Study material Start Marker

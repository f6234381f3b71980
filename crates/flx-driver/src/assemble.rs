// SPDX-License-Identifier: AGPL-3.0-only

//! Ready-made payload handlers.
//!
//! The assemblers turn parser callbacks into owned [`Bytes`] payloads and
//! hand them to a [`PayloadSink`]. Sinks never block: a payload that cannot
//! be delivered is dropped and counted.

use crate::parser::{Chunk, PayloadHandler, ShortChunk};
use bytes::{Bytes, BytesMut};
use std::sync::atomic::{AtomicU64, Ordering};
use std::sync::Arc;

/// Copy `src` into the circular buffer `dst` starting at `pos`, wrapping at
/// the end. Returns the position after the last byte written.
pub fn copy_wrapping(src: &[u8], dst: &mut [u8], pos: usize) -> usize {
    if dst.is_empty() {
        return 0;
    }
    let mut pos = pos % dst.len();
    let mut rest = src;
    while !rest.is_empty() {
        let n = rest.len().min(dst.len() - pos);
        dst[pos..pos + n].copy_from_slice(&rest[..n]);
        rest = &rest[n..];
        pos = (pos + n) % dst.len();
    }
    pos
}

/// Destination for assembled payloads.
pub trait PayloadSink: Send + 'static {
    /// Offer a payload without blocking. Returns `false` if it was refused.
    fn offer(&mut self, payload: Bytes) -> bool;
}

impl PayloadSink for crossbeam_channel::Sender<Bytes> {
    fn offer(&mut self, payload: Bytes) -> bool {
        self.try_send(payload).is_ok()
    }
}

impl PayloadSink for Vec<Bytes> {
    fn offer(&mut self, payload: Bytes) -> bool {
        self.push(payload);
        true
    }
}

fn contiguous(chunk: &Chunk<'_>) -> Bytes {
    if let [only] = chunk.fragments {
        return only.clone();
    }
    let mut buf = BytesMut::with_capacity(chunk.length);
    for f in chunk.fragments {
        buf.extend_from_slice(f);
    }
    buf.freeze()
}

/// Forwards every chunk and shortchunk, whatever its size.
#[derive(Debug)]
pub struct VariableSizeAssembler<S> {
    sink: S,
    error_sink: Option<S>,
    dropped: Arc<AtomicU64>,
}

impl<S: PayloadSink> VariableSizeAssembler<S> {
    /// Forward good payloads to `sink`; payloads with errors are discarded.
    pub fn new(sink: S) -> Self {
        Self {
            sink,
            error_sink: None,
            dropped: Arc::new(AtomicU64::new(0)),
        }
    }

    /// Also forward payloads delivered with an error to `sink`.
    #[must_use]
    pub fn with_error_sink(mut self, sink: S) -> Self {
        self.error_sink = Some(sink);
        self
    }

    /// Counter of payloads a sink refused.
    pub fn dropped_counter(&self) -> Arc<AtomicU64> {
        Arc::clone(&self.dropped)
    }

    /// The good-payload sink.
    pub fn sink(&self) -> &S {
        &self.sink
    }

    fn deliver(&mut self, payload: Bytes, error: bool) {
        let accepted = if error {
            match self.error_sink.as_mut() {
                Some(sink) => sink.offer(payload),
                None => return,
            }
        } else {
            self.sink.offer(payload)
        };
        if !accepted {
            self.dropped.fetch_add(1, Ordering::Relaxed);
        }
    }
}

impl<S: PayloadSink> PayloadHandler for VariableSizeAssembler<S> {
    fn chunk(&mut self, chunk: &Chunk<'_>) {
        self.deliver(contiguous(chunk), false);
    }

    fn chunk_with_error(&mut self, chunk: &Chunk<'_>) {
        self.deliver(contiguous(chunk), true);
    }

    fn shortchunk(&mut self, chunk: &ShortChunk<'_>) {
        self.deliver(Bytes::copy_from_slice(chunk.data), false);
    }

    fn shortchunk_with_error(&mut self, chunk: &ShortChunk<'_>) {
        self.deliver(Bytes::copy_from_slice(chunk.data), true);
    }
}

/// Forwards only chunks of exactly `size` bytes.
#[derive(Debug)]
pub struct FixedSizeAssembler<S> {
    size: usize,
    sink: S,
    unexpected: Arc<AtomicU64>,
    dropped: Arc<AtomicU64>,
}

impl<S: PayloadSink> FixedSizeAssembler<S> {
    /// Forward chunks of `size` bytes to `sink`.
    pub fn new(size: usize, sink: S) -> Self {
        Self {
            size,
            sink,
            unexpected: Arc::new(AtomicU64::new(0)),
            dropped: Arc::new(AtomicU64::new(0)),
        }
    }

    /// Expected chunk size.
    pub fn size(&self) -> usize {
        self.size
    }

    /// Counter of chunks ignored for having the wrong size.
    pub fn unexpected_counter(&self) -> Arc<AtomicU64> {
        Arc::clone(&self.unexpected)
    }

    /// Counter of chunks the sink refused.
    pub fn dropped_counter(&self) -> Arc<AtomicU64> {
        Arc::clone(&self.dropped)
    }

    fn deliver(&mut self, len: usize, make: impl FnOnce() -> Bytes) {
        if len != self.size {
            self.unexpected.fetch_add(1, Ordering::Relaxed);
            return;
        }
        if !self.sink.offer(make()) {
            self.dropped.fetch_add(1, Ordering::Relaxed);
        }
    }
}

impl<S: PayloadSink> PayloadHandler for FixedSizeAssembler<S> {
    fn chunk(&mut self, chunk: &Chunk<'_>) {
        self.deliver(chunk.length, || contiguous(chunk));
    }

    fn shortchunk(&mut self, chunk: &ShortChunk<'_>) {
        self.deliver(chunk.data.len(), || Bytes::copy_from_slice(chunk.data));
    }
}

/// Counts payloads and bytes without keeping them.
#[derive(Debug, Clone, Default)]
pub struct CountingHandler {
    payloads: Arc<AtomicU64>,
    bytes: Arc<AtomicU64>,
    errors: Arc<AtomicU64>,
}

impl CountingHandler {
    /// New handler with zeroed counters.
    pub fn new() -> Self {
        Self::default()
    }

    /// Good payloads seen.
    pub fn payloads(&self) -> u64 {
        self.payloads.load(Ordering::Relaxed)
    }

    /// Bytes in good payloads.
    pub fn bytes(&self) -> u64 {
        self.bytes.load(Ordering::Relaxed)
    }

    /// Payloads delivered with an error.
    pub fn errors(&self) -> u64 {
        self.errors.load(Ordering::Relaxed)
    }

    fn count(&self, len: usize) {
        self.payloads.fetch_add(1, Ordering::Relaxed);
        self.bytes.fetch_add(len as u64, Ordering::Relaxed);
    }
}

impl PayloadHandler for CountingHandler {
    fn chunk(&mut self, chunk: &Chunk<'_>) {
        self.count(chunk.length);
    }

    fn chunk_with_error(&mut self, _chunk: &Chunk<'_>) {
        self.errors.fetch_add(1, Ordering::Relaxed);
    }

    fn shortchunk(&mut self, chunk: &ShortChunk<'_>) {
        self.count(chunk.data.len());
    }

    fn shortchunk_with_error(&mut self, _chunk: &ShortChunk<'_>) {
        self.errors.fetch_add(1, Ordering::Relaxed);
    }
}

#[cfg(test)]
mod tests {
    use super::*;
    use flx_format::block::{SubchunkFlags, SubchunkTrailer, SubchunkType};

    fn short(data: &[u8]) -> ShortChunk<'_> {
        ShortChunk {
            elink: 0,
            data,
            trailer: SubchunkTrailer::new(SubchunkType::Both, data.len(), SubchunkFlags::default()),
        }
    }

    #[test]
    fn wrapping_copy() {
        let mut dst = [0u8; 8];
        let pos = copy_wrapping(&[1, 2, 3, 4, 5], &mut dst, 6);
        assert_eq!(pos, 3);
        assert_eq!(dst, [3, 4, 5, 0, 0, 0, 1, 2]);
        assert_eq!(copy_wrapping(&[9; 20], &mut dst, 0), 4);
        assert_eq!(copy_wrapping(&[1], &mut [], 5), 0);
    }

    #[test]
    fn variable_joins_fragments() {
        let frags = [Bytes::from_static(b"abc"), Bytes::from_static(b"de")];
        let chunk = Chunk {
            elink: 0,
            fragments: &frags,
            length: 5,
        };
        let mut asm = VariableSizeAssembler::new(Vec::new());
        asm.chunk(&chunk);
        asm.shortchunk(&short(b"xyz"));
        asm.chunk_with_error(&chunk);
        assert_eq!(asm.sink(), &[Bytes::from_static(b"abcde"), Bytes::from_static(b"xyz")]);
    }

    #[test]
    fn error_sink_receives_errors() {
        let (tx, rx) = crossbeam_channel::bounded(1);
        let (etx, erx) = crossbeam_channel::bounded(4);
        let mut asm = VariableSizeAssembler::new(tx).with_error_sink(etx);
        asm.shortchunk(&short(b"one"));
        asm.shortchunk(&short(b"two"));
        asm.shortchunk_with_error(&short(b"bad"));
        assert_eq!(rx.try_recv().unwrap(), Bytes::from_static(b"one"));
        assert_eq!(erx.try_recv().unwrap(), Bytes::from_static(b"bad"));
        assert_eq!(asm.dropped_counter().load(Ordering::Relaxed), 1);
    }

    #[test]
    fn fixed_size_filters() {
        let mut asm = FixedSizeAssembler::new(4, Vec::new());
        asm.shortchunk(&short(b"1234"));
        asm.shortchunk(&short(b"123"));
        asm.shortchunk(&short(b"12345"));
        assert_eq!(asm.sink.len(), 1);
        assert_eq!(asm.unexpected_counter().load(Ordering::Relaxed), 2);
    }

    #[test]
    fn counting() {
        let mut h = CountingHandler::new();
        let probe = h.clone();
        h.shortchunk(&short(b"12345678"));
        h.shortchunk_with_error(&short(b"1"));
        assert_eq!(probe.payloads(), 1);
        assert_eq!(probe.bytes(), 8);
        assert_eq!(probe.errors(), 1);
    }
}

Study material End Marker

▸ Assigned task
Count the lines of the data that contain the string "VariableSizeAssembler", and reply with that number alone.

▸ Expected answer
5